I am afraid this is getting quickly into areas where I lack the necessary expertise. With my suggested fix, the previously posted sample program compiles and runs fine on a C2050/M2050 (see below).

RHEL 64 bit

~/[…]/r3.2 $ nvcc -arch compute_20 malloc_test.cu -o malloc_test

~/[…]/r3.2 $ ./malloc_test

Thread 0 got pointer: 0xf20831fe20

Thread 1 got pointer: 0xf20831fec0

Thread 2 got pointer: 0xf20831ff60

Thread 3 got pointer: 0xf2083197c0

Thread 4 got pointer: 0xf208319720

WinXP64

C:[…]\apps>nvcc -arch compute_20 malloc_test.cu -o malloc_test

C:[…]\apps>malloc_test

Thread 0 got pointer: 000000020841FE20

Thread 1 got pointer: 000000020841FEC0

Thread 2 got pointer: 000000020841FF60

Thread 3 got pointer: 00000002084197C0

Thread 4 got pointer: 0000000208419720

#include <stdio.h>

#include <stdlib.h>

__device__ __host__ void mallocTest2()

{  

    char* ptr = (char*)malloc(123); 

}

__global__ void mallocTest()

{  

    char* ptr = (char*)malloc(123);  

    mallocTest2();  

    printf("Thread %d got pointer: %p\n", threadIdx.x, ptr);

}

int main(void)

{  

    // Set a heap size of 128 megabytes. Note that this must  

    // be done before any kernel is launched.  
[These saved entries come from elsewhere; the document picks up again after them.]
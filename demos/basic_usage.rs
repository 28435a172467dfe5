//! Basic usage example for schoolstatus-rs
//!
//! Loads a small in-memory roster, looks a few things up, and writes the
//! per-State templates into a temporary directory.
//!
//!   cargo run --example basic_usage

use schoolstatus_core::{generate, render_state, Roster, TemplateOptions};

const ROSTER: &str = "\
ST,LEAID,LEA_NAME,NCESSCH,SCH_NAME
VA,001,Acme LEA,001001,Acme Elementary
VA,001,Acme LEA,001002,Acme Middle
VA,002,Blue Ridge LEA,002001,Blue Ridge High
MD,240,Bay LEA,240001,Bay Middle
";

fn main() -> schoolstatus_core::Result<()> {
    println!("=== schoolstatus-rs Basic Usage ===\n");

    let roster = Roster::from_reader(ROSTER.as_bytes())?;
    let stats = roster.stats();
    println!(
        "Loaded {} States, {} LEAs, {} schools",
        stats.states, stats.leas, stats.schools
    );

    for state in roster.states() {
        println!("{}:", state.code);
        for lea in &state.leas {
            println!("  {} {} ({} schools)", lea.id, lea.name, lea.schools.len());
        }
    }

    if let Some(school) = roster.find_school("VA", "001", "001002") {
        println!("\nLookup VA/001/001002 -> {}", school.name);
    }

    // Render one State to stdout
    if let Some(md) = roster.find_state("MD") {
        println!("\n--- MD template ---");
        let mut stdout = std::io::stdout().lock();
        render_state(&mut stdout, md, &TemplateOptions::default())?;
    }

    // Write every State to disk
    let out = tempfile::tempdir()?;
    let files = generate(&roster, out.path(), &TemplateOptions::default())?;
    for f in files {
        println!("wrote {}", f.display());
    }

    Ok(())
}
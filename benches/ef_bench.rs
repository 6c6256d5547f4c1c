use criterion::{black_box, criterion_group, criterion_main, Criterion};
use efbits::{EliasFanoEncoder, EliasFanoSequence};

fn build(values: &[u64]) -> EliasFanoSequence {
    let mut enc = EliasFanoEncoder::new(values.len(), *values.last().unwrap());
    for &v in values {
        enc.encode_next(v).unwrap();
    }
    enc.into_sequence().unwrap()
}

fn bench_elias_fano(c: &mut Criterion) {
    let mut group = c.benchmark_group("elias_fano");
    let n = 100_000usize;
    let values: Vec<u64> = (0..n as u64).map(|i| i * 37).collect(); // ~5.2 bits/value
    let seq = build(&values);

    group.bench_function("encode", |b| {
        b.iter(|| black_box(build(&values)))
    });

    group.bench_function("next_value_sweep", |b| {
        b.iter(|| {
            let mut dec = seq.decoder();
            while let Some(v) = dec.next_value() {
                black_box(v);
            }
        })
    });

    group.bench_function("previous_value_sweep", |b| {
        b.iter(|| {
            let mut dec = seq.decoder();
            dec.to_after_sequence();
            while let Some(v) = dec.previous_value() {
                black_box(v);
            }
        })
    });

    group.bench_function("advance_sweep", |b| {
        b.iter(|| {
            let mut dec = seq.decoder();
            let mut target = 0u64;
            while let Some(v) = dec.advance_to_value(target) {
                target = black_box(v) + 500;
            }
        })
    });

    group.finish();
}

criterion_group!(benches, bench_elias_fano);
criterion_main!(benches);
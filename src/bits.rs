//! Word-level bit packing and scanning helpers shared by both streams.
//!
//! A stream is a plain `&[u64]` packed least-significant-bit first: bit `p`
//! lives at bit `p % 64` of word `p / 64`. Fixed-width fields are laid out
//! back to back with no padding; since field widths never exceed 63 bits, a
//! field straddles at most one word boundary.

/// Number of words needed to hold `bits` bits.
pub(crate) fn words_for(bits: u64) -> usize {
    bits.div_ceil(64) as usize
}

/// Set the bit at absolute position `pos`.
pub(crate) fn set_bit(words: &mut [u64], pos: u64) {
    words[(pos / 64) as usize] |= 1u64 << (pos % 64);
}

/// Write a `width`-bit field at bit offset `offset`.
///
/// `value` must already be masked to `width` bits and the target bits must
/// still be zero; `width` must be in `1..=63`.
pub(crate) fn write_field(words: &mut [u64], offset: u64, width: u32, value: u64) {
    debug_assert!((1..=63).contains(&width));
    debug_assert_eq!(value >> width, 0);
    let word = (offset / 64) as usize;
    let shift = (offset % 64) as u32;
    words[word] |= value << shift;
    if shift + width > 64 {
        words[word + 1] |= value >> (64 - shift);
    }
}

/// Read a `width`-bit field at bit offset `offset`; `width` in `1..=63`.
pub(crate) fn read_field(words: &[u64], offset: u64, width: u32) -> u64 {
    debug_assert!((1..=63).contains(&width));
    let word = (offset / 64) as usize;
    let shift = (offset % 64) as u32;
    let mut value = words[word] >> shift;
    if shift + width > 64 {
        value |= words[word + 1] << (64 - shift);
    }
    value & ((1u64 << width) - 1)
}

/// Position of the first set bit at or after `from`, restricted to the
/// logical stream length `num_bits`.
pub(crate) fn next_set_bit(words: &[u64], from: u64, num_bits: u64) -> Option<u64> {
    if from >= num_bits {
        return None;
    }
    let mut word_idx = (from / 64) as usize;
    let mut word = words[word_idx] & (!0u64 << (from % 64));
    loop {
        if word != 0 {
            let pos = word_idx as u64 * 64 + u64::from(word.trailing_zeros());
            return (pos < num_bits).then_some(pos);
        }
        word_idx += 1;
        if word_idx as u64 * 64 >= num_bits {
            return None;
        }
        word = words[word_idx];
    }
}

/// Position of the last set bit at or below `from` (`from < 0` finds nothing).
pub(crate) fn prev_set_bit(words: &[u64], from: i64) -> Option<u64> {
    if from < 0 {
        return None;
    }
    let mut word_idx = (from / 64) as usize;
    let clear_above = 63 - (from % 64) as u32;
    let mut word = (words[word_idx] << clear_above) >> clear_above;
    loop {
        if word != 0 {
            return Some(word_idx as u64 * 64 + 63 - u64::from(word.leading_zeros()));
        }
        if word_idx == 0 {
            return None;
        }
        word_idx -= 1;
        word = words[word_idx];
    }
}

#[cfg(test)]
mod tests {
    use super::*;

    #[test]
    fn field_roundtrip_within_word() {
        let mut words = vec![0u64; 2];
        write_field(&mut words, 3, 5, 0b10110);
        assert_eq!(read_field(&words, 3, 5), 0b10110);
        assert_eq!(words[1], 0);
    }

    #[test]
    fn field_roundtrip_across_boundary() {
        let mut words = vec![0u64; 2];
        // 61-bit field starting at bit 60 spills 57 bits into the next word.
        let value = (1u64 << 61) - 3;
        write_field(&mut words, 60, 61, value);
        assert_eq!(read_field(&words, 60, 61), value);
        assert_ne!(words[1], 0);
    }

    #[test]
    fn field_ending_exactly_at_boundary() {
        let mut words = vec![0u64; 1];
        write_field(&mut words, 61, 3, 0b101);
        assert_eq!(read_field(&words, 61, 3), 0b101);
    }

    #[test]
    fn next_set_bit_scans_across_words() {
        let words = vec![0u64, 0, 1 << 7];
        assert_eq!(next_set_bit(&words, 0, 192), Some(135));
        assert_eq!(next_set_bit(&words, 135, 192), Some(135));
        assert_eq!(next_set_bit(&words, 136, 192), None);
    }

    #[test]
    fn next_set_bit_respects_logical_length() {
        let words = vec![1u64 << 10];
        assert_eq!(next_set_bit(&words, 0, 10), None);
        assert_eq!(next_set_bit(&words, 0, 11), Some(10));
        assert_eq!(next_set_bit(&words, 64, 64), None);
    }

    #[test]
    fn prev_set_bit_scans_across_words() {
        let words = vec![1u64 << 3, 0, 1 << 7];
        assert_eq!(prev_set_bit(&words, 191), Some(135));
        assert_eq!(prev_set_bit(&words, 135), Some(135));
        assert_eq!(prev_set_bit(&words, 134), Some(3));
        assert_eq!(prev_set_bit(&words, 2), None);
        assert_eq!(prev_set_bit(&words, -1), None);
    }

    #[test]
    fn words_for_rounds_up() {
        assert_eq!(words_for(0), 0);
        assert_eq!(words_for(1), 1);
        assert_eq!(words_for(64), 1);
        assert_eq!(words_for(65), 2);
    }
}
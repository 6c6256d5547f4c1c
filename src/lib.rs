//! # Elias-Fano Coding for Monotone Sequences
//!
//! *Near-optimal space for sorted integers, with cheap skipping.*
//!
//! ## Intuition First
//!
//! A posting list is a sorted run of document identifiers. Storing each one
//! as a full machine word wastes most of its bits: once the numbers are
//! sorted, almost all of their information is in the small gaps between
//! them, not in their absolute magnitudes.
//!
//! Elias-Fano coding exploits this by cutting every value in two. The low
//! bits are essentially random, so they are stored verbatim in a dense
//! fixed-width array. The high bits grow slowly along the sequence, so they
//! are stored as a single marker bit each in a sparse bit stream whose
//! *position* carries the information. Reading a value back is two cheap
//! lookups, and skipping ahead to "first value ≥ t" never decompresses
//! anything.
//!
//! ## The Problem
//!
//! Decode-oriented codecs force a trade-off on search engines:
//! - **Raw arrays**: $O(1)$ access and skipping, but $64n$ bits.
//! - **Gap + variable-byte/bit coding**: near-entropy space, but skipping
//!   requires sequential decompression.
//!
//! Elias-Fano sits at $n \lceil \log_2(U/n) \rceil + 2n$ bits, within two
//! bits per element of the information-theoretic minimum, while keeping both
//! traversal directions and targeted skips efficient.
//!
//! ## Historical Context
//!
//! ```text
//! 1971  Fano    Partitioned bit storage for associative memories
//! 1974  Elias   Efficient storage and retrieval of static files
//! 2012  Vigna   Quasi-succinct indices: Elias-Fano for inverted indexes
//! 2014  Ottaviano-Venturini  Partitioned Elias-Fano posting lists
//! ```
//!
//! Vigna's observation was that the fifty-year-old representation is almost
//! exactly what a modern inverted index needs: document identifier lists are
//! monotone, read many orders of magnitude more often than they are built,
//! and are traversed by intersection algorithms that live on "advance to the
//! first posting ≥ t".
//!
//! ## Mathematical Formulation
//!
//! For $n$ values in $[0, U]$, split each value at $L = \max(0, \lfloor
//! \log_2(U/n) \rfloor)$ bits:
//! - lower stream: $n$ fields of exactly $L$ bits.
//! - upper stream: $n + (U \gg L) + 1$ bits; the marker for the value at
//!   index $i$ is the set bit at position $(v_i \gg L) + i$.
//!
//! The index offset makes marker positions strictly increasing even across
//! duplicate values, so the rank of a marker recovers its index and the
//! zeros before it recover its high part.
//!
//! ## Complexity Analysis
//!
//! - **Space**: $n \lceil \log_2(U/n) \rceil + 2n + o(n)$ bits.
//! - **Time**: a full sweep in either direction is linear in the stream
//!   length because the cursor retains its scan position between calls; a
//!   monotone sweep of targeted skips is linear in aggregate for the same
//!   reason.
//!
//! ## What Could Go Wrong
//!
//! 1. **Unsorted input**: the marker-position arithmetic silently corrupts
//!    if values decrease, so the encoder rejects non-monotone appends.
//! 2. **Trusting persisted bytes**: a stream whose dimensions disagree with
//!    its declared parameters would send the decoder off the end of an
//!    array; reconstruction validates everything up front so decoding can
//!    stay check-free.
//! 3. **Cursor discipline**: targeted skips never rewind. Callers must feed
//!    `advance_to_value` non-decreasing targets (and `back_to_value`
//!    non-increasing ones) or the answers are unspecified.
//!
//! ## Implementation Notes
//!
//! This crate provides:
//! - **`EliasFanoEncoder`**: streaming builder over a declared count/bound.
//! - **`EliasFanoSequence`**: the immutable two-stream artifact, also
//!   reconstructible from raw words or persisted bytes.
//! - **`EliasFanoDecoder`**: a borrowing cursor with forward/backward
//!   traversal and targeted skips.
//!
//! ## References
//!
//! - Elias, P. (1974). "Efficient storage and retrieval by content and
//!   address of static files."
//! - Vigna, S. (2012). "Quasi-succinct indices."
//! - Ottaviano, G., & Venturini, R. (2014). "Partitioned Elias-Fano
//!   indexes."

#![warn(missing_docs)]
#![warn(clippy::all)]

mod bits;
pub mod decoder;
pub mod encoder;
pub mod error;
pub mod sequence;

pub use decoder::EliasFanoDecoder;
pub use encoder::EliasFanoEncoder;
pub use error::Error;
pub use sequence::EliasFanoSequence;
    cudaThreadSetLimit(cudaLimitMallocHeapSize, 128*1024*1024);  

    mallocTest<<<1, 5>>>();  

    cudaThreadSynchronize();  

    return 0;

}

examachine · December 16, 2010, 10:03am

Hi there,

As I said, the said malloc test program does compile, it compiles with or without including stdlib.h! (It compiles correctly with no error messages in both cases)

On the other hand, the program that I wrote, that includes the very same mallocTest2 function as the test program fails with a nonsensical error message, regardless of whether I include stdlib.h or not. (It fails in both cases with different wrong error messages) Can you suggest me some compiler switches or how to track down this error? Or should I make a minimal test case and post it here? (I unfortunately can’t post the entire code right now)

Where exactly is the device malloc defined for instance? Could this be a simple C preprocessor error? In a similar compiler for an accel. that I was helping to develop, such errors could occur at any stage of the compiler driver so I wouldn’t be surprised :) However, I honestly couldn’t find my way around this one, and I do need some guidance.

Best,

I am afraid this is getting quickly into areas where I lack the necessary expertise. With my suggested fix, the previously posted sample program compiles and runs fine on a C2050/M2050 (see below).

RHEL 64 bit

~/[…]/r3.2 $ nvcc -arch compute_20 malloc_test.cu -o malloc_test

~/[…]/r3.2 $ ./malloc_test

Thread 0 got pointer: 0xf20831fe20

Thread 1 got pointer: 0xf20831fec0

Thread 2 got pointer: 0xf20831ff60

Thread 3 got pointer: 0xf2083197c0

Thread 4 got pointer: 0xf208319720

WinXP64

C:[…]\apps>nvcc -arch compute_20 malloc_test.cu -o malloc_test

C:[…]\apps>malloc_test

Thread 0 got pointer: 000000020841FE20

Thread 1 got pointer: 000000020841FEC0

Thread 2 got pointer: 000000020841FF60

Thread 3 got pointer: 00000002084197C0

Thread 4 got pointer: 0000000208419720
#include <stdio.h>

#include <stdlib.h>

__device__ __host__ void mallocTest2()

{  

    char* ptr = (char*)malloc(123); 

}

__global__ void mallocTest()

{  

    char* ptr = (char*)malloc(123);  

    mallocTest2();  

    printf("Thread %d got pointer: %p\n", threadIdx.x, ptr);

}

int main(void)

{  

    // Set a heap size of 128 megabytes. Note that this must  

    // be done before any kernel is launched.  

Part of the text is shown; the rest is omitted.